Psiche e le parole per dirlo

ROBERTO CAFISO
Da LA SICILIA del 7 .11.14

LE PAROLE PER DIRLO………..

 

Le parole per dirlo. Quando il medico deve informare il paziente della prognosi per lui più infausta si apre uno scenario condensato dove la vita si deve rimodulare  in un attimo e per un  arco temporale del tutto inedito. Dove i giorni saranno  percepiti come mesi e questi come anni. Come se tutto si spostasse in avanti, in una scansione del tempo allucinata, rallentata, necessaria.

 

Come dirlo. Le diagnosi che non lasciano scampo sono l’epilogo esistenziale  inusitato, sempre difficile da digerire.  Un conto è la comunicazione ai parenti, dove il medico può persino essere esplicito, pur con le  dovute  cautele. Un altro è quella al paziente, ove al di là del consenso informato previsto, occorre usare più di una cautela. In gioco c’è la qualità della vita  sostenibile di quella persona.

 

La legge sul consenso  impone di essere chiari e comprensibili con i pazienti.  Ma i meccanismi di difesa intrapsichici e la latenza necessaria ad individuo  per contemplare  l’idea della propria dipartita,  richiedono spesso  altro. Una dicotomia che talvolta  impone un atteggiamento modulato  del comunicatore : un’assertività empatica e l’uso di un ricco vocabolario ,  ove siano possibili metafore, allegorie, idiomi, esempi ;  e tutto quanto dica senza pronunciarla  la parola morte, lasciando ai tempi del paziente il significato  autentico delle proposizioni usate.

 

Solo allora si potrà  concordare e confermare  con pietà e partecipazione.
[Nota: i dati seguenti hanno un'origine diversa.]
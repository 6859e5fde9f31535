//! `EnvctxServer`: Axum router and listener.

use std::io;
use std::net::SocketAddr;
use std::sync::Arc;

use axum::Router;
use axum::routing::get;
use envctx_context::ContextService;
use metrics_exporter_prometheus::PrometheusHandle;
use tokio::net::TcpListener;
use tokio_util::sync::CancellationToken;
use tower_http::trace::TraceLayer;
use tracing::info;

use crate::config::ServerConfig;
use crate::handlers;

/// Shared state accessible from Axum handlers.
#[derive(Clone)]
pub struct AppState {
    /// Snapshot/delta builder.
    pub service: Arc<ContextService>,
    /// Prometheus handle, when a recorder is installed.
    pub metrics: Option<PrometheusHandle>,
}

/// Build the router with all routes.
pub fn build_router(state: AppState) -> Router {
    Router::new()
        .route("/health", get(handlers::health))
        .route("/context", get(handlers::get_context).post(handlers::post_context))
        .route("/context/delta", get(handlers::get_delta))
        .route("/metrics", get(handlers::render_metrics))
        .with_state(state)
        .layer(TraceLayer::new_for_http())
}

/// The HTTP server.
pub struct EnvctxServer {
    config: ServerConfig,
    state: AppState,
}

impl EnvctxServer {
    /// Create a server around `service`.
    pub fn new(config: ServerConfig, service: Arc<ContextService>) -> Self {
        Self {
            config,
            state: AppState {
                service,
                metrics: None,
            },
        }
    }

    /// Expose `/metrics` from `handle`.
    #[must_use]
    pub fn with_metrics(mut self, handle: PrometheusHandle) -> Self {
        self.state.metrics = Some(handle);
        self
    }

    /// Server configuration.
    pub fn config(&self) -> &ServerConfig {
        &self.config
    }

    /// The router for this server's state.
    pub fn router(&self) -> Router {
        build_router(self.state.clone())
    }

    /// Bind the configured address.
    pub async fn bind(&self) -> io::Result<TcpListener> {
        TcpListener::bind(self.config.bind_addr()).await
    }

    /// Serve on `listener` until `cancel` fires, then drain open requests.
    pub async fn serve(self, listener: TcpListener, cancel: CancellationToken) -> io::Result<()> {
        let local_addr: SocketAddr = listener.local_addr()?;
        info!(%local_addr, "envctx server listening");

        axum::serve(listener, self.router())
            .with_graceful_shutdown(async move { cancel.cancelled().await })
            .await?;

        info!("envctx server stopped");
        Ok(())
    }
}

#[cfg(test)]
mod tests {
    use axum::body::Body;
    use axum::http::{Request, StatusCode, header};
    use chrono::{TimeZone, Utc};
    use envctx_context::temporal::DEFAULT_TIMEZONE;
    use envctx_context::{ContextAggregator, FixedClock};
    use envctx_core::WeatherSnapshot;
    use envctx_providers::testutil::{FailingHolidays, FailingWeather, StaticHolidays, StaticWeather};
    use metrics_exporter_prometheus::PrometheusBuilder;
    use serde_json::Value;
    use tower::ServiceExt;

    use super::*;

    fn service(aggregator: ContextAggregator) -> Arc<ContextService> {
        let clock = Arc::new(FixedClock::new(
            Utc.with_ymd_and_hms(2025, 3, 3, 8, 0, 0).unwrap(),
        ));
        Arc::new(ContextService::new(aggregator, clock, DEFAULT_TIMEZONE))
    }

    fn make_server() -> EnvctxServer {
        let aggregator = ContextAggregator::new(
            Arc::new(StaticHolidays::new(vec![])),
            Arc::new(StaticWeather::new(WeatherSnapshot::empty("open-meteo"))),
        );
        EnvctxServer::new(ServerConfig::default(), service(aggregator))
    }

    async fn body_json(resp: axum::response::Response) -> Value {
        let body = axum::body::to_bytes(resp.into_body(), 100_000)
            .await
            .unwrap();
        serde_json::from_slice(&body).unwrap()
    }

    fn get(uri: &str) -> Request<Body> {
        Request::builder().uri(uri).body(Body::empty()).unwrap()
    }

    #[tokio::test]
    async fn health_is_ok_true() {
        let resp = make_server().router().oneshot(get("/health")).await.unwrap();
        assert_eq!(resp.status(), StatusCode::OK);
        assert_eq!(body_json(resp).await, serde_json::json!({"ok": true}));
    }

    #[tokio::test]
    async fn get_context_with_query_location() {
        let req = Request::builder()
            .uri("/context?lat=52.5&lon=13.4&city=Berlin&countryCode=DE&region=DE-BE")
            .header(header::ACCEPT_LANGUAGE, "fr-FR,fr;q=0.9")
            .body(Body::empty())
            .unwrap();
        let resp = make_server().router().oneshot(req).await.unwrap();
        assert_eq!(resp.status(), StatusCode::OK);

        let json = body_json(resp).await;
        assert_eq!(json["type"], "context-snapshot");
        assert_eq!(json["version"], "1.0");
        assert_eq!(json["data"]["location"]["city"], "Berlin");
        assert_eq!(json["data"]["location"]["region"], "DE-BE");
        assert_eq!(json["data"]["location"]["lat"], 52.5);
        assert_eq!(json["data"]["locale"]["language"], "fr");
        assert_eq!(json["data"]["dateTime"]["partOfDay"], "morning");
        assert_eq!(json["hash"].as_str().unwrap().len(), 16);
    }

    #[tokio::test]
    async fn malformed_query_falls_back_to_default() {
        let resp = make_server()
            .router()
            .oneshot(get("/context?lat=abc&lon=13.4"))
            .await
            .unwrap();
        assert_eq!(resp.status(), StatusCode::OK);
        let json = body_json(resp).await;
        assert_eq!(json["data"]["location"]["lat"], 49.0069);
        assert_eq!(json["data"]["location"]["city"], "Karlsruhe");
        assert_eq!(json["data"]["locale"]["locale"], "en-US");
    }

    #[tokio::test]
    async fn repeated_query_keys_are_not_rejected() {
        let server = make_server();

        let resp = server
            .router()
            .oneshot(get("/context?lat=1&lat=2&lon=3"))
            .await
            .unwrap();
        assert_eq!(resp.status(), StatusCode::OK);
        let json = body_json(resp).await;
        assert_eq!(json["data"]["location"]["lat"], 2.0);
        assert_eq!(json["data"]["location"]["lon"], 3.0);

        let snapshot = body_json(server.router().oneshot(get("/context")).await.unwrap()).await;
        let hash = snapshot["hash"].as_str().unwrap().to_string();
        let resp = server
            .router()
            .oneshot(get(&format!("/context/delta?sinceHash=a&sinceHash={hash}")))
            .await
            .unwrap();
        assert_eq!(resp.status(), StatusCode::OK);
        let json = body_json(resp).await;
        assert_eq!(json["data"], serde_json::json!({}));
        assert_eq!(json["hash"], hash.as_str());
    }

    #[tokio::test]
    async fn post_context_uses_body_hint() {
        let req = Request::builder()
            .method("POST")
            .uri("/context")
            .header(header::CONTENT_TYPE, "application/json")
            .body(Body::from(
                r#"{"locationHint":{"lat":48.2082,"lon":16.3738,"countryCode":"AT"}}"#,
            ))
            .unwrap();
        let resp = make_server().router().oneshot(req).await.unwrap();
        assert_eq!(resp.status(), StatusCode::OK);
        let json = body_json(resp).await;
        assert_eq!(json["data"]["location"]["countryCode"], "AT");
        assert_eq!(json["data"]["location"]["city"], "Karlsruhe");
    }

    #[tokio::test]
    async fn post_context_with_garbage_body_still_succeeds() {
        let req = Request::builder()
            .method("POST")
            .uri("/context")
            .body(Body::from("{{{"))
            .unwrap();
        let resp = make_server().router().oneshot(req).await.unwrap();
        assert_eq!(resp.status(), StatusCode::OK);
        let json = body_json(resp).await;
        assert_eq!(json["data"]["location"]["lon"], 8.4037);
    }

    #[tokio::test]
    async fn delta_round_trip() {
        let server = make_server();

        let snapshot = body_json(server.router().oneshot(get("/context")).await.unwrap()).await;
        let hash = snapshot["hash"].as_str().unwrap().to_string();

        let unchanged = body_json(
            server
                .router()
                .oneshot(get(&format!("/context/delta?sinceHash={hash}")))
                .await
                .unwrap(),
        )
        .await;
        assert_eq!(unchanged["type"], "context-delta");
        assert_eq!(unchanged["data"], serde_json::json!({}));
        assert_eq!(unchanged["hash"], hash.as_str());

        let absent =
            body_json(server.router().oneshot(get("/context/delta")).await.unwrap()).await;
        assert_eq!(absent["data"], serde_json::json!({}));
        assert_eq!(absent["hash"], hash.as_str());

        let stale = body_json(
            server
                .router()
                .oneshot(get("/context/delta?sinceHash=stale"))
                .await
                .unwrap(),
        )
        .await;
        assert_eq!(stale["data"], snapshot["data"]);
        assert_eq!(stale["hash"], hash.as_str());
    }

    #[tokio::test]
    async fn provider_outage_is_not_an_http_error() {
        let aggregator = ContextAggregator::new(
            Arc::new(FailingHolidays::default()),
            Arc::new(FailingWeather::default()),
        );
        let server = EnvctxServer::new(ServerConfig::default(), service(aggregator));
        let resp = server.router().oneshot(get("/context")).await.unwrap();
        assert_eq!(resp.status(), StatusCode::OK);
        let json = body_json(resp).await;
        assert_eq!(json["data"]["holidays"], serde_json::json!([]));
        assert!(json["data"]["weather"].is_null());
    }

    #[tokio::test]
    async fn metrics_without_recorder_is_404() {
        let resp = make_server().router().oneshot(get("/metrics")).await.unwrap();
        assert_eq!(resp.status(), StatusCode::NOT_FOUND);
    }

    #[tokio::test]
    async fn metrics_with_handle_is_prometheus_text() {
        let handle = PrometheusBuilder::new().build_recorder().handle();
        let server = make_server().with_metrics(handle);
        let resp = server.router().oneshot(get("/metrics")).await.unwrap();
        assert_eq!(resp.status(), StatusCode::OK);
        assert_eq!(
            resp.headers()[header::CONTENT_TYPE],
            "text/plain; version=0.0.4"
        );
    }

    #[tokio::test]
    async fn unknown_route_returns_404() {
        let resp = make_server().router().oneshot(get("/nope")).await.unwrap();
        assert_eq!(resp.status(), StatusCode::NOT_FOUND);
    }

    #[tokio::test]
    async fn serve_stops_on_cancel() {
        let server = make_server();
        let listener = server.bind().await.unwrap();
        let cancel = CancellationToken::new();
        let handle = tokio::spawn(server.serve(listener, cancel.clone()));

        cancel.cancel();
        let result = tokio::time::timeout(std::time::Duration::from_secs(5), handle)
            .await
            .unwrap()
            .unwrap();
        assert!(result.is_ok());
    }
}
Doti che solo i grandi medici  posseggono. Non sono doti innate. Ma strumenti del mestiere, acquisiti  nel corso della propria vita professionale. Essere “commestibili” e ad un tempo scientificamente corretti  è una  dote immensa  per chi svolge un mandato di salute. Le parole ben pronunciate leniscono i mali, curano, talvolta possono persino determinare  destini, se è vero com’è vero che un impatto violento con la realtà può determinare la spinta ad anticipare l’epilogo annunciato.

 

Gli approcci oltre oceano al riguardo sono crudi e diretti. Rispecchiano una cultura dell’essere e del fare asciutta, senza le cautele verbali  da smussare, che girano concentricamente attorno all’idea della morte e  che talvolta sono l’intercapedine tra la comunicazione e la presa d’atto reale. La chiarezza non sempre è sinonimo di   verità. Perché questa non è unicamente quella che sa chi la comunica, ma è soprattutto quella che riesce a concepire la persona a cui viene comunicata. Non siamo figli delle procedure, ma di un’umanità fragile ed impaurita.

 

Il nostro futuro, breve o lungo , travagliato o sereno che possa essere , è spesso nelle parole di un vate  che ce lo preannuncia. E da come lo farà ne scaturirà un imprinting decisivo che segnerà  il  dopo . Per questo la competenza comunicativa, assieme ad un’adeguata analisi dell’interlocutore sono fondamentali a chi svolge l’arte sanitaria. Non si può improvvisare o ritenere residuale il dire certe cose rispetto all’averle diagnosticate. Non ci si può sentire a posto solo nell’uso corretto dei protocolli terapeutici del caso, delle cure palliative più utili, bypassando  la relazione col paziente.

 

Analisi della storia del paziente, risorse culturali, capacità di comprensione, sistema delle credenze individuali, presenza o meno  di  resilienza , capacità di far fronte a frustrazioni, stressor e lutti ( come evidenziato da episodi passati ) , capacità adattive, duttilità o rigidità delle difese personali,  esistenza di un adeguato supporto familiare, condizioni psicopatologiche in atto ( presenza di stati depressivi e rischio di gesti non conservativi ),. Sono questi i fattori fondamentali da tener presente per dare un’informazione  congrua  al nostro paziente. Non considerarli vuol dire innescare una bomba ad orologeria nella sua mente con effetti  sovente più devastanti della stessa malattia rappresentagli.